Dataset entries:
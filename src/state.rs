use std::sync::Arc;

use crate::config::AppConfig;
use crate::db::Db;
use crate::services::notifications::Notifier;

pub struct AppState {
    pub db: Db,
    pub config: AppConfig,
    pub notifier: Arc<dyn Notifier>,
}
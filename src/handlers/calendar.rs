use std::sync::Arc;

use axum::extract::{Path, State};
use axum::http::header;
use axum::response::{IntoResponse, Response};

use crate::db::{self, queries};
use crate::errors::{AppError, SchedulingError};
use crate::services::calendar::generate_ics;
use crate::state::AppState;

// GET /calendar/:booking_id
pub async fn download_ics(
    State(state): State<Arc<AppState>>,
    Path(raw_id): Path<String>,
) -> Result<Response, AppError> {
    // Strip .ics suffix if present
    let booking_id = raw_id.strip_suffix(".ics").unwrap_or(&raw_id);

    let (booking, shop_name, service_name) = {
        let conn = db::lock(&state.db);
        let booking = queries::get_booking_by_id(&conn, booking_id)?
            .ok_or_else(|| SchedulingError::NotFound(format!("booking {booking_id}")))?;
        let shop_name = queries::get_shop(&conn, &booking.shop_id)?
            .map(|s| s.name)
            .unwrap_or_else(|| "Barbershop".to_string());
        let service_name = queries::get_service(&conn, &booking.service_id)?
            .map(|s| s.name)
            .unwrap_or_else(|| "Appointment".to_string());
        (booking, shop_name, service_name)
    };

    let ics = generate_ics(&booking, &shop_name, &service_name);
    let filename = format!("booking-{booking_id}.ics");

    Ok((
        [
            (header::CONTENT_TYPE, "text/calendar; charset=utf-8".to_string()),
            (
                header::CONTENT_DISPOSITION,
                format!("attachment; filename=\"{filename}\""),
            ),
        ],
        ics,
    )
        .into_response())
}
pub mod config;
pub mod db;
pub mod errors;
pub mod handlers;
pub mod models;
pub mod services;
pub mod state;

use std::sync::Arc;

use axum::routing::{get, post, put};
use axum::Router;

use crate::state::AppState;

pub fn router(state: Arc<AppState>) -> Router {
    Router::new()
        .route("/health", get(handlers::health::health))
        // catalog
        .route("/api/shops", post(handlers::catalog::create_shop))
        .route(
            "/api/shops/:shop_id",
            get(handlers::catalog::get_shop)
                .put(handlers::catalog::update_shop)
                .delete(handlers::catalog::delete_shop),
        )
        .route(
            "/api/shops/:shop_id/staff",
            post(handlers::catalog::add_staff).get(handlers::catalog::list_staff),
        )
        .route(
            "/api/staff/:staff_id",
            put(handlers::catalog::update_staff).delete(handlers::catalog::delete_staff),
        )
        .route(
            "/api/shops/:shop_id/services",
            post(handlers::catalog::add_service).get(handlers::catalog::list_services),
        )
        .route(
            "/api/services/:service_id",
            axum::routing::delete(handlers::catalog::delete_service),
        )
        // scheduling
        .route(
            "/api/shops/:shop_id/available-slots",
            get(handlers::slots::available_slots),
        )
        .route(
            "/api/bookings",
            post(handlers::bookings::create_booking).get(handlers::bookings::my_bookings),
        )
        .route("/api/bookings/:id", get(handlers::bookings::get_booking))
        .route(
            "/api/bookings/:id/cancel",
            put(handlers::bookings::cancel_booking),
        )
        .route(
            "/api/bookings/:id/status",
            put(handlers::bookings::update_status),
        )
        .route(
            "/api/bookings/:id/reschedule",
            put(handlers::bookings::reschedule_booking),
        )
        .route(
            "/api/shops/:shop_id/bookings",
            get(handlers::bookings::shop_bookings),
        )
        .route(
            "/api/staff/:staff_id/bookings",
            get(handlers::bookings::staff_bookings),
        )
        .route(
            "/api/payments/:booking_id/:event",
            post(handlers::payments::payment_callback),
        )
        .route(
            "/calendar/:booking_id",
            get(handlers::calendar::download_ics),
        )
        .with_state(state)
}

...

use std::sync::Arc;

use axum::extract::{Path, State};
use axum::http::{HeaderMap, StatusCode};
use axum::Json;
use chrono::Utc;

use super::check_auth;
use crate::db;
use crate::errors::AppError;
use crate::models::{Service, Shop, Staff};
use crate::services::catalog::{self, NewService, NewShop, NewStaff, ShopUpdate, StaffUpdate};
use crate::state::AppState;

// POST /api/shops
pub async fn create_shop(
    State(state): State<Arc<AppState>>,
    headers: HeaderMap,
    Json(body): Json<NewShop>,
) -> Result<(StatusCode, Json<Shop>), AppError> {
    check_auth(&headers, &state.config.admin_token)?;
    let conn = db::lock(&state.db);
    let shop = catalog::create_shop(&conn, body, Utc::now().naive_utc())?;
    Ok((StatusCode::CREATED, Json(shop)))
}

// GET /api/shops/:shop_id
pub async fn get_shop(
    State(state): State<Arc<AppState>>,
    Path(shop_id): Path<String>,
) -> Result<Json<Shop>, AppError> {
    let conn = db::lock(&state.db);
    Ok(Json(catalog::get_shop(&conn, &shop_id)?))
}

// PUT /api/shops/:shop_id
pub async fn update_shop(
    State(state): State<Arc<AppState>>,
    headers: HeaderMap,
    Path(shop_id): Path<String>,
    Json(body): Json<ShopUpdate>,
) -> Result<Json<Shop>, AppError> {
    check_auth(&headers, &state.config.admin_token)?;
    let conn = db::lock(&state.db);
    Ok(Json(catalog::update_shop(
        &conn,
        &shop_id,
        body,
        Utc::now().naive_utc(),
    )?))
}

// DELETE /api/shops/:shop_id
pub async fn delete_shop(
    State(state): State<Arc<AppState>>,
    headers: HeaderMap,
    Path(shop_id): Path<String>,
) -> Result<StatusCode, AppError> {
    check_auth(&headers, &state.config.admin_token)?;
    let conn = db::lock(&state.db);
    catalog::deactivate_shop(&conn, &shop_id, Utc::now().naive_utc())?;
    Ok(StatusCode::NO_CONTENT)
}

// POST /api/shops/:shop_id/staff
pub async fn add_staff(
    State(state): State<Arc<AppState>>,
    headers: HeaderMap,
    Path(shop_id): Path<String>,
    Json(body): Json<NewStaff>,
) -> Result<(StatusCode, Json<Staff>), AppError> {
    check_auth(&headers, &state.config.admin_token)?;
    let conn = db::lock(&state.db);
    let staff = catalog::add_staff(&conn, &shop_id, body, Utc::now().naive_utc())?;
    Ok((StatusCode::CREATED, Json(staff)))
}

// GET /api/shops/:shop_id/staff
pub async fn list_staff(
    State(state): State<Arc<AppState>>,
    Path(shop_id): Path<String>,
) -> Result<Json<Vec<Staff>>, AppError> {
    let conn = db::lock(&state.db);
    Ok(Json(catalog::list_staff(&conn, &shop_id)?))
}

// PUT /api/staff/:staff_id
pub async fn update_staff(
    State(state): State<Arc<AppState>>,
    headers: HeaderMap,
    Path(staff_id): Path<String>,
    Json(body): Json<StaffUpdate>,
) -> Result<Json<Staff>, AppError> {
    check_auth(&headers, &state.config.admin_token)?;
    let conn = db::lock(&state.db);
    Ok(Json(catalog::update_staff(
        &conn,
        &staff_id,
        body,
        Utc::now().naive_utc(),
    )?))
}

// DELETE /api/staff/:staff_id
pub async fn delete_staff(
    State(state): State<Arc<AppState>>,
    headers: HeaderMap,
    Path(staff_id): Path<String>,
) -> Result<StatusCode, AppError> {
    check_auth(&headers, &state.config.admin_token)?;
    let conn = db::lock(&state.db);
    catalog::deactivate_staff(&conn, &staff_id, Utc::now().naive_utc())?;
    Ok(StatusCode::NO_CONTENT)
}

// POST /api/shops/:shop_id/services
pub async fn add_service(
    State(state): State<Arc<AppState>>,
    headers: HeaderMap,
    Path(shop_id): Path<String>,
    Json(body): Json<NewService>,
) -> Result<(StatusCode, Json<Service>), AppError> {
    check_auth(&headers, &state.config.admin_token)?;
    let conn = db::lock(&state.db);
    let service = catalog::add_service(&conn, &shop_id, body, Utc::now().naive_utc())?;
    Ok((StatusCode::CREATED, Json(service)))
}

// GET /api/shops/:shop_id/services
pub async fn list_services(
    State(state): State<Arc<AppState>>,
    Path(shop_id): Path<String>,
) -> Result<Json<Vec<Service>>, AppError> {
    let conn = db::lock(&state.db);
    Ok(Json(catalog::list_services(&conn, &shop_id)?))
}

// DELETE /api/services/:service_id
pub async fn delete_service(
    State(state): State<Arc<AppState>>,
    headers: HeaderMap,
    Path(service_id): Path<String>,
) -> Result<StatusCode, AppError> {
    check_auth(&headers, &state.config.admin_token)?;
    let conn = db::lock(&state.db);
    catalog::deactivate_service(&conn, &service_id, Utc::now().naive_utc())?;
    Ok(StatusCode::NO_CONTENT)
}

▸ DIRECTIONS FOR THIS TASK
The answer must consist of every line from the data that contains the word "self".

▸ EXERCISE SOLUTION
use crate::db::{self, queries};
use crate::services::catalog::{self, NewService, NewShop, NewStaff, ShopUpdate, StaffUpdate};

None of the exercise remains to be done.